[[ Extracted data open ]]
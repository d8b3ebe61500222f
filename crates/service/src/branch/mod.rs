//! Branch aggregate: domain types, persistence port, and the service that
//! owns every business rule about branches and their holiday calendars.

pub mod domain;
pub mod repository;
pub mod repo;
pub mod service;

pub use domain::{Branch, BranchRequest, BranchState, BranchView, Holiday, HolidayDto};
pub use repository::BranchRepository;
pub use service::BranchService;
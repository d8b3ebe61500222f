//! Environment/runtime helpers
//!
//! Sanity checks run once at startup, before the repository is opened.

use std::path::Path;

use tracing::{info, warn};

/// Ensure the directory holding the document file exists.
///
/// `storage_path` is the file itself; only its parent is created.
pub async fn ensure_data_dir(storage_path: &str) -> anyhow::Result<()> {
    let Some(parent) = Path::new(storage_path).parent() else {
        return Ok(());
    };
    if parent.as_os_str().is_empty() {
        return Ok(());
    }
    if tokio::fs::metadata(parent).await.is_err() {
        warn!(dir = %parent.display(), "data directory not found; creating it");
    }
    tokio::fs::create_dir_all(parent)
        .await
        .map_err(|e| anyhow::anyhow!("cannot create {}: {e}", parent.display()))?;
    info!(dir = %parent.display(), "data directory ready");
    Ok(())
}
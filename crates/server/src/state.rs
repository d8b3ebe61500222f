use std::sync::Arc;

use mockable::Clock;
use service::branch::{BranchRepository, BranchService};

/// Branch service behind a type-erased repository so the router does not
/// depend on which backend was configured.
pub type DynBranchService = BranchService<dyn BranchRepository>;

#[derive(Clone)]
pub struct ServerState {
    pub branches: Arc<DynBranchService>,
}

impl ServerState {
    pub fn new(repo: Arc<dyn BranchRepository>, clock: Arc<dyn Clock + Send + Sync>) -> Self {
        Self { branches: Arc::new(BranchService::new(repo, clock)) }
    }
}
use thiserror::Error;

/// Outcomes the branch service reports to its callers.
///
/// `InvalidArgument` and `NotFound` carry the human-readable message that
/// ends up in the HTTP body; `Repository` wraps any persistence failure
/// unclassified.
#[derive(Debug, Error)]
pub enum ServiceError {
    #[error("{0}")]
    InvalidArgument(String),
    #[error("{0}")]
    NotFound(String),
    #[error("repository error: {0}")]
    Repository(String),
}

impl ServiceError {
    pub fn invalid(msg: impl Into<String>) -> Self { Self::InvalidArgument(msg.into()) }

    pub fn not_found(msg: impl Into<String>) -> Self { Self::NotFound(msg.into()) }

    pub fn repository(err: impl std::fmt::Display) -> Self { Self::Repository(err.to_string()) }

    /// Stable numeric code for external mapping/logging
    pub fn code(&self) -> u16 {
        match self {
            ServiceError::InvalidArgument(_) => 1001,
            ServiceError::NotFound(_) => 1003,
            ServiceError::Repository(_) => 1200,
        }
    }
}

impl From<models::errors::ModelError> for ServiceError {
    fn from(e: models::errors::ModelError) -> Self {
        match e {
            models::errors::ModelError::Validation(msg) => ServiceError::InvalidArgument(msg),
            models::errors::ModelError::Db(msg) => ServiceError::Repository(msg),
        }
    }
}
[[ Extracted data closed ]]
The expected output is one number, the tally of lines above containing "info".

■ **Result for this task**
2